Fly By Night was an unresolved piece which had to be created too quickly. While working on it, O’Grady was already in production on two new Mlle Bourgeoise Noire pieces to extend the persona’s argument: The Black and White Show, a conceptual art exhibit, and Art Is…, a social-practice performance, both 1983. She questioned her wisdom in having accepted a commission for new work at that time.
After doing the performance, she felt briefly embarrassed by it, then forgot about it as she went on to other things — until 2015 when Franklin Furnace asked O’Grady’s permission to include the piece in a collection entitled “Franklin Furnace: Performance and Politics.” The organization sent documentation to her, including slides which she had never before seen.
At first, the documentation was confusing. Though the performance contained imagery from Mlle Bourgeoise Noire, the piece was clearly not about MBN, it was about Lorraine.
Now she recalled that while making Fly By Night, she had believed that in the character of Mlle Bourgeoise Noire, she’d created a stronger, more competent persona than she herself could be.
O’Grady often remarked that she’d taken an “MFA in performance” at Franklin Furnace in the years 1978-80, sitting alone in the back row two nights a week. Performing at the Furnace in 1983 had seemed a safe space to explore her feelings.
Fly By Night turned into a chaotic pantomime performance in blackface without sound. Projected behind the action were rolls of slides that her assistant, Andrew Nahem, the Ringmaster, had shot to incrementally degrade the image of Mlle Bourgeoise Noire.Onscreen, MBN faded to white. Off-screen, Lorraine, wearing black leotards, became tangled in three clotheslines — one each hung with white gloves, white chrysanthemums, and stainless steel cutlery.
At the time, O’Grady realized that Fly By Night had taught her how difficult it would be to make consistently relevant art. But the work’s seeming lack of rigor, even of meaning, appeared reason to disown it.
As she worked on a new slide layout for Franklin Furnace, she began to wonder if the opaqueness of the performance, its incomplete form, might not intimate strength.

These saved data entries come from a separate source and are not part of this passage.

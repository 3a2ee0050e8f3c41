//! Round-trip law for the attribute codec
//!
//! `decode(encode(attrs)) == normalize(attrs)` for every attribute set.

use liveref_codec::{
    decode, encode, normalize, Alignment, AttrValue, CouponType, DisplayStyle,
    EntityReferenceAttrs, FieldProjectionAttrs, NodeAttrs,
};
use proptest::prelude::*;

fn number() -> impl Strategy<Value = Option<f64>> {
    prop_oneof![
        3 => (-1.0e9f64..1.0e9).prop_map(Some),
        1 => Just(None),
        1 => Just(Some(f64::NAN)),
        1 => Just(Some(f64::INFINITY)),
    ]
}

fn text() -> impl Strategy<Value = Option<String>> {
    proptest::option::of(any::<String>())
}

fn display_style() -> impl Strategy<Value = DisplayStyle> {
    proptest::sample::select(DisplayStyle::ALL.to_vec())
}

fn alignment() -> impl Strategy<Value = Alignment> {
    proptest::sample::select(Alignment::ALL.to_vec())
}

fn coupon_type() -> impl Strategy<Value = Option<CouponType>> {
    proptest::option::of(proptest::sample::select(CouponType::ALL.to_vec()))
}

prop_compose! {
    fn entity_attrs()(
        (id, display_style, alignment, title, price, image) in
            (any::<String>(), display_style(), alignment(), text(), number(), text()),
        (url, alt_url, brand, original_price, discount_percent) in
            (text(), text(), text(), number(), number()),
        (coupon_type, coupon_value, coupon_expiry, is_prime, is_free_shipping) in
            (coupon_type(), number(), text(), any::<bool>(), any::<bool>()),
    ) -> EntityReferenceAttrs {
        EntityReferenceAttrs {
            id,
            display_style,
            alignment,
            title,
            price,
            image,
            url,
            alt_url,
            brand,
            original_price,
            discount_percent,
            coupon_type,
            coupon_value,
            coupon_expiry,
            is_prime,
            is_free_shipping,
        }
    }
}

proptest! {
    #[test]
    fn entity_reference_round_trips(attrs in entity_attrs()) {
        let decoded: EntityReferenceAttrs = decode(&encode(&attrs));
        prop_assert_eq!(decoded, normalize(&attrs));
    }

    #[test]
    fn field_projection_round_trips(entity_id in any::<String>(), field_id in any::<String>()) {
        let attrs = FieldProjectionAttrs::new(entity_id, field_id);
        let decoded: FieldProjectionAttrs = decode(&encode(&attrs));
        prop_assert_eq!(decoded, normalize(&attrs));
    }

    #[test]
    fn each_attribute_round_trips_alone(
        index in 0..EntityReferenceAttrs::SPECS.len(),
        attrs in entity_attrs(),
    ) {
        let spec = &EntityReferenceAttrs::SPECS[index];
        let mut single = EntityReferenceAttrs::default();
        single.set(spec.name, attrs.get(spec.name)).unwrap();

        let decoded: EntityReferenceAttrs = decode(&encode(&single));
        prop_assert_eq!(decoded.get(spec.name), normalize(&single).get(spec.name));
        for other in EntityReferenceAttrs::SPECS.iter().filter(|s| s.name != spec.name) {
            prop_assert_eq!(decoded.get(other.name), other.default.to_value());
        }
    }

    #[test]
    fn encode_never_persists_defaults(attrs in entity_attrs()) {
        let bag = encode(&attrs);
        for spec in EntityReferenceAttrs::SPECS {
            if spec.is_default(&attrs.get(spec.name).normalized()) {
                prop_assert!(!bag.contains_key(spec.key), "{} persisted at default", spec.name);
            }
        }
    }
}

#[test]
fn normalize_drops_non_finite_numbers() {
    let attrs = EntityReferenceAttrs {
        price: Some(f64::NAN),
        coupon_value: Some(2.5),
        ..EntityReferenceAttrs::new("B000123456")
    };
    let normalized = normalize(&attrs);
    assert_eq!(normalized.price, None);
    assert_eq!(normalized.coupon_value, Some(2.5));
    assert_eq!(normalized.get("price"), AttrValue::Null);
}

Though Fly By Night was still an unsolved mystery, it could be better as a puzzle than it had been as a piece. A one-night-only performance, it would still be only partially comprehensible. But having left viewers free to fill in their own thoughts, to connect the dots as they will, the piece now appeared emblematic of the tensions it contained. Itself a remain, it could be an argument for experiment and failure.